WHAT YOU HAVE TO DO: Look through the entries below and count the lines that contain "Invalidates". Reply with that number only.
____
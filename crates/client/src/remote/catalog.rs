//! Product catalog client.
//!
//! Read side: `GET /products`, cached with `moka` for 5 minutes. Write side
//! (seller flow): create and update, both of which invalidate the cached
//! listing. Image upload to the asset host is not handled here; drafts carry
//! an already-hosted URL.

use std::sync::Arc;
use std::time::Duration;

use moka::future::Cache;
use reqwest::header::AUTHORIZATION;
use tracing::{debug, instrument};
use url::Url;

use bramble_core::{Product, ProductDraft, ProductId};

use crate::error::ApiError;
use crate::session::Session;

use super::{Ack, base_str, bearer, decode_json, expect_ack};

const CATALOG_CACHE_KEY: &str = "products";

/// Client for the catalog service.
///
/// Cheaply cloneable; the HTTP connection pool and cache are shared.
#[derive(Clone)]
pub struct CatalogClient {
    inner: Arc<CatalogClientInner>,
}

struct CatalogClientInner {
    client: reqwest::Client,
    base: String,
    cache: Cache<&'static str, Vec<Product>>,
}

impl CatalogClient {
    /// Create a client for the catalog service at `base`.
    #[must_use]
    pub fn new(base: &Url) -> Self {
        let cache = Cache::builder()
            .max_capacity(1000)
            .time_to_live(Duration::from_secs(300)) // 5 minutes
            .build();

        Self {
            inner: Arc::new(CatalogClientInner {
                client: reqwest::Client::new(),
                base: base_str(base),
                cache,
            }),
        }
    }

    /// Fetch the current product listing.
    ///
    /// Gated on the session holding a credential; no retry on failure.
    ///
    /// # Errors
    ///
    /// `Unauthenticated` when the session has no token, otherwise the
    /// remote failure.
    #[instrument(skip(self, session))]
    pub async fn fetch_catalog(&self, session: &Session) -> Result<Vec<Product>, ApiError> {
        let token = session.require_token()?;

        if let Some(products) = self.inner.cache.get(CATALOG_CACHE_KEY).await {
            debug!("cache hit for catalog");
            return Ok(products);
        }

        let response = self
            .inner
            .client
            .get(format!("{}/products", self.inner.base))
            .header(AUTHORIZATION, bearer(token))
            .send()
            .await?;

        let products: Vec<Product> = decode_json(response, "catalog").await?;

        self.inner
            .cache
            .insert(CATALOG_CACHE_KEY, products.clone())
            .await;

        Ok(products)
    }

    /// Fetch a single product, for the seller edit flow.
    ///
    /// # Errors
    ///
    /// `NotFound` when the product no longer exists.
    #[instrument(skip(self, session), fields(product_id = %id))]
    pub async fn get_product(
        &self,
        id: &ProductId,
        session: &Session,
    ) -> Result<Product, ApiError> {
        let token = session.require_token()?;

        let response = self
            .inner
            .client
            .get(format!("{}/product/{id}", self.inner.base))
            .header(AUTHORIZATION, bearer(token))
            .send()
            .await?;

        decode_json(response, &format!("product {id}")).await
    }

    /// Create a product. Invalidates the cached listing.
    ///
    /// The service enforces that only the seller role may write; a rejected
    /// write surfaces as `Unauthorized`.
    ///
    /// # Errors
    ///
    /// Returns the remote failure; nothing is cached on error.
    #[instrument(skip(self, session, draft), fields(name = %draft.name))]
    pub async fn create_product(
        &self,
        draft: &ProductDraft,
        session: &Session,
    ) -> Result<Ack, ApiError> {
        let token = session.require_token()?;

        let response = self
            .inner
            .client
            .post(format!("{}/product/create", self.inner.base))
            .header(AUTHORIZATION, bearer(token))
            .json(draft)
            .send()
            .await?;

        let ack = expect_ack(response, "create product").await?;
        self.inner.cache.invalidate(CATALOG_CACHE_KEY).await;
        Ok(ack)
    }

    /// Update an existing product. Invalidates the cached listing.
    ///
    /// # Errors
    ///
    /// Returns the remote failure; nothing is cached on error.
    #[instrument(skip(self, session, draft), fields(product_id = %id))]
    pub async fn update_product(
        &self,
        id: &ProductId,
        draft: &ProductDraft,
        session: &Session,
    ) -> Result<Ack, ApiError> {
        let token = session.require_token()?;

        let response = self
            .inner
            .client
            .put(format!("{}/product/{id}", self.inner.base))
            .header(AUTHORIZATION, bearer(token))
            .json(draft)
            .send()
            .await?;

        let ack = expect_ack(response, "update product").await?;
        self.inner.cache.invalidate(CATALOG_CACHE_KEY).await;
        Ok(ack)
    }
}

#[cfg(test)]
mod tests {
    use super::*;

    #[tokio::test]
    async fn test_fetch_catalog_without_credential_fails_fast() {
        let base = Url::parse("http://localhost:9").expect("static url");
        let client = CatalogClient::new(&base);

        // No credential: the guard trips before any network I/O, so the
        // unroutable port above is never touched.
        let err = client
            .fetch_catalog(&Session::anonymous())
            .await
            .expect_err("anonymous fetch must fail");
        assert!(matches!(err, ApiError::Unauthenticated));
    }
}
____
ANSWER: 2